Why CPU Lies for API Services
API services spend most of their time waiting — for database responses, upstream API calls, cache lookups. An API pod at 15% CPU utilization might be processing 500 concurrent requests, all waiting on I/O. CPU is low, but the pod is saturated.
The reverse is also true: a pod doing connection setup or TLS handshakes might spike to 80% CPU briefly, triggering a scale-up when no additional capacity is needed.
Scenario: 500 concurrent requests, all waiting on DB
├── CPU utilization: 15% ← HPA says "fine, no scaling needed"
├── P99 latency: 3.2 seconds ← Users say "this is broken"
└── Connection pool: 100% ← Pod is actually saturated
Better Signal: Request Latency
Scale based on what users actually experience — response time:
apiVersion: autoscaling/v2
kind: HorizontalPodAutoscaler
spec:
metrics:
- type: Pods
pods:
metric:
name: http_request_duration_p99
target:
type: AverageValue
averageValue: 500m # 500ms target
behavior:
scaleUp:
stabilizationWindowSeconds: 30
policies:
- type: Pods
value: 2
periodSeconds: 60
scaleDown:
stabilizationWindowSeconds: 300When P99 latency exceeds 500ms, HPA adds pods.
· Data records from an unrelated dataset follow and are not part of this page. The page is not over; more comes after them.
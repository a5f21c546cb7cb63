//! Graph geometry: rebuilt on structural or visibility change, restyled
//! every frame for opacity and hover.

use bevy::prelude::*;
use bevy::ui::PositionType;
use tracing::debug;

use crate::models::{CameraMode, LayerId};
use crate::visualization::components::{GraphEdge, GraphNode, LayerGeometry, LayerGround, NodeLabel};
use crate::visualization::constants::{
    edge_radius, ARROW_HEIGHT, COLOR_EDGE, COLOR_GROUND, COLOR_LINK_SOURCE, COLOR_MASTER_PATH,
    COLOR_NODE, COLOR_NODE_HOVER, GROUND_ALPHA, NODE_SIZE,
};
use crate::visualization::resources::{
    GraphMeshes, LayerMaterials, LayerPalette, RenderState, SceneRes,
};

/// Master path samples drawn while riding.
const PATH_SAMPLES: usize = 100;

fn layer_material(color: Color, emissive: LinearRgba) -> StandardMaterial {
    StandardMaterial {
        base_color: color,
        metallic: 0.3,
        perceptual_roughness: 0.5,
        reflectance: 0.3,
        emissive,
        alpha_mode: AlphaMode::Blend,
        ..default()
    }
}

fn glow(color: Color, strength: f32) -> LinearRgba {
    let [r, g, b] = color.to_srgba().to_f32_array_no_alpha();
    LinearRgba::new(r * strength, g * strength, b * strength, 1.0)
}

fn new_palette(materials: &mut Assets<StandardMaterial>) -> LayerPalette {
    LayerPalette {
        node: materials.add(layer_material(COLOR_NODE, LinearRgba::BLACK)),
        hover: materials.add(layer_material(COLOR_NODE_HOVER, glow(COLOR_NODE_HOVER, 1.5))),
        link: materials.add(layer_material(COLOR_LINK_SOURCE, glow(COLOR_LINK_SOURCE, 1.5))),
        edge: materials.add(layer_material(COLOR_EDGE, LinearRgba::BLACK)),
        ground: materials.add(StandardMaterial {
            base_color: COLOR_GROUND.with_alpha(GROUND_ALPHA),
            perceptual_roughness: 0.9,
            alpha_mode: AlphaMode::Blend,
            double_sided: true,
            cull_mode: None,
            ..default()
        }),
        // Forces the first opacity pass to write
        opacity: -1.0,
    }
}

/// Despawn and respawn layer geometry when the graph revision or the set of
/// visible layers changed.
pub fn rebuild_geometry_system(
    mut commands: Commands,
    scene: Res<SceneRes>,
    meshes: Res<GraphMeshes>,
    mut state: ResMut<RenderState>,
    mut palettes: ResMut<LayerMaterials>,
    mut materials: ResMut<Assets<StandardMaterial>>,
    existing: Query<Entity, With<LayerGeometry>>,
) {
    let scene = &scene.0;
    let revision = scene.graph.revision();
    let mut visible: Vec<LayerId> = scene
        .graph
        .layers()
        .iter()
        .map(|l| l.id)
        .filter(|id| scene.nav.is_visible(*id))
        .collect();
    visible.sort();

    if state.revision == Some(revision) && state.visible == visible {
        return;
    }

    for entity in existing.iter() {
        commands.entity(entity).despawn_recursive();
    }
    palettes.0.retain(|id, _| visible.contains(id));

    let label_font = TextFont {
        font_size: 11.0,
        ..default()
    };
    let label_color = TextColor(Color::srgba(0.9, 0.9, 0.9, 0.85));
    let current = scene.nav.current_layer();

    for &id in &visible {
        let Some(layer) = scene.graph.layer(id) else {
            continue;
        };
        let palette = palettes
            .0
            .entry(id)
            .or_insert_with(|| new_palette(&mut materials))
            .clone();

        commands.spawn((
            Mesh3d(meshes.ground.clone()),
            MeshMaterial3d(palette.ground.clone()),
            Transform::from_xyz(layer.origin.x, layer.vertical_offset, layer.origin.y),
            LayerGround,
            LayerGeometry,
        ));

        let lift = Vec3::Y * (NODE_SIZE.y / 2.0);
        for node in layer.nodes() {
            let world = layer.world_position(node) + lift;
            commands.spawn((
                Mesh3d(meshes.node.clone()),
                MeshMaterial3d(palette.node.clone()),
                Transform::from_translation(world),
                GraphNode {
                    layer: id,
                    id: node.id.clone(),
                },
                LayerGeometry,
            ));

            // Previewed layers stay unlabelled
            if id == current {
                commands.spawn((
                    Text::new(node.label.clone()),
                    label_font.clone(),
                    label_color,
                    bevy::ui::Node {
                        position_type: PositionType::Absolute,
                        ..default()
                    },
                    Visibility::Hidden,
                    NodeLabel {
                        anchor: world + Vec3::Y * 0.6,
                    },
                    LayerGeometry,
                ));
            }
        }

        for edge in layer.edges() {
            let (Some(from), Some(to)) = (layer.node(&edge.from), layer.node(&edge.to)) else {
                continue;
            };
            let from_pos = layer.world_position(from) + lift;
            let to_pos = layer.world_position(to) + lift;
            let direction = to_pos - from_pos;
            let length = direction.length();
            if length <= 0.01 {
                continue;
            }
            let dir_norm = direction / length;
            let rotation = Quat::from_rotation_arc(Vec3::Y, dir_norm);
            let radius = edge_radius(edge.weight);

            commands.spawn((
                Mesh3d(meshes.edge.clone()),
                MeshMaterial3d(palette.edge.clone()),
                Transform::from_translation((from_pos + to_pos) / 2.0)
                    .with_rotation(rotation)
                    .with_scale(Vec3::new(radius, length, radius)),
                GraphEdge,
                LayerGeometry,
            ));

            // Arrowhead just short of the target box
            let arrow_pos = to_pos - dir_norm * (NODE_SIZE.x / 2.0 + ARROW_HEIGHT / 2.0);
            commands.spawn((
                Mesh3d(meshes.arrow.clone()),
                MeshMaterial3d(palette.edge.clone()),
                Transform::from_translation(arrow_pos).with_rotation(rotation),
                GraphEdge,
                LayerGeometry,
            ));
        }
    }

    debug!("Rebuilt geometry for layers {:?} (revision {})", visible, revision);
    state.revision = Some(revision);
    state.visible = visible;
}

/// Write each layer's opacity into its materials.
pub fn apply_layer_opacity_system(
    scene: Res<SceneRes>,
    mut palettes: ResMut<LayerMaterials>,
    mut materials: ResMut<Assets<StandardMaterial>>,
) {
    let nav = &scene.0.nav;
    for (id, palette) in palettes.0.iter_mut() {
        let opacity = nav.layer_opacity(*id);
        if (palette.opacity - opacity).abs() < 0.001 {
            continue;
        }
        palette.opacity = opacity;

        for handle in [&palette.node, &palette.hover, &palette.link, &palette.edge] {
            if let Some(material) = materials.get_mut(handle) {
                material.base_color.set_alpha(opacity);
            }
        }
        if let Some(ground) = materials.get_mut(&palette.ground) {
            ground.base_color.set_alpha(opacity * GROUND_ALPHA);
        }
    }
}

/// Glow the hovered node and the pending link source.
pub fn update_hover_glow_system(
    scene: Res<SceneRes>,
    palettes: Res<LayerMaterials>,
    mut node_query: Query<(&GraphNode, &mut MeshMaterial3d<StandardMaterial>)>,
) {
    let scene = &scene.0;
    let current = scene.nav.current_layer();
    let hovered = scene.router.hovered();
    let link_source = scene.router.link_source();

    for (node, mut material) in node_query.iter_mut() {
        let Some(palette) = palettes.0.get(&node.layer) else {
            continue;
        };
        let is_current = node.layer == current;
        let handle = if is_current && link_source == Some(node.id.as_str()) {
            &palette.link
        } else if is_current && hovered == Some(node.id.as_str()) {
            &palette.hover
        } else {
            &palette.node
        };
        if material.0 != *handle {
            *material = MeshMaterial3d(handle.clone());
        }
    }
}

/// Draw the master path while the camera rides it.
pub fn draw_master_path_system(scene: Res<SceneRes>, mut gizmos: Gizmos) {
    let camera = &scene.0.camera;
    if camera.mode() != CameraMode::Ride {
        return;
    }
    gizmos.linestrip(camera.master_path().sample(PATH_SAMPLES), COLOR_MASTER_PATH);
}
When latency drops, it scales down (slowly, to avoid flapping).
The Infrastructure Cost
Custom metrics HPA requires a metrics pipeline:
Application
→ Datadog Agent (DaemonSet)
→ Datadog Metrics API
→ Datadog Cluster Agent
→ Kubernetes External Metrics API
→ HPA controller
This is more infrastructure than CPU-based scaling. The tradeoff: accurate scaling behavior vs. simpler setup.
Practical Implementation
1. Expose Latency Metrics
# FastAPI middleware that records request duration
import time
from datadog import statsd
@app.middleware("http")
async def metrics_middleware(request, call_next):
start = time.perf_counter()
response = await call_next(request)
duration = time.perf_counter() - start
statsd.histogram(
"http.request.duration",
duration,
tags=[f"path:{request.url.path}", f"method:{request.method}"],
)
return response2. Configure Datadog Cluster Agent
# values.yaml for Datadog Helm chart
clusterAgent:
metricsProvider:
enabled: true
useDatadogMetrics: true3. Create a DatadogMetric Resource
apiVersion: datadoghq.com/v1alpha1
kind: DatadogMetric
metadata:
name: loan-api-p99-latency
spec:
query: "p99:http.request.duration{service:loan-api}.rollup(avg, 60)"4. Reference in HPA
metrics:
- type: External
external:
metric:
name: datadogmetric@default:loan-api-p99-latency
target:
type: AverageValue
averageValue: 0.5 # 500msResults
After switching from CPU to latency-based HPA:
- Scale-up accuracy improved — pods added when users experience slow responses, not when CPU spikes from GC
- Scale-down is slower but safer — 5-minute stabilization window prevents flapping
- Cost neutral — we scale up sooner but also scale down correctly instead of holding unnecessary pods
When CPU Scaling Is Fine
| Workload | Use CPU? |
|---|---|
| ML model inference | Yes — CPU-bound |
| Image processing | Yes — CPU-bound |
| Batch ETL jobs | Yes — CPU-bound |
| API with database calls | No — use latency |
| API with upstream HTTP calls | No — use latency |
Takeaway
CPU utilization measures how busy the processor is. For I/O-bound API services, what matters is how fast users get responses. Scale on the metric that reflects the user experience: request latency.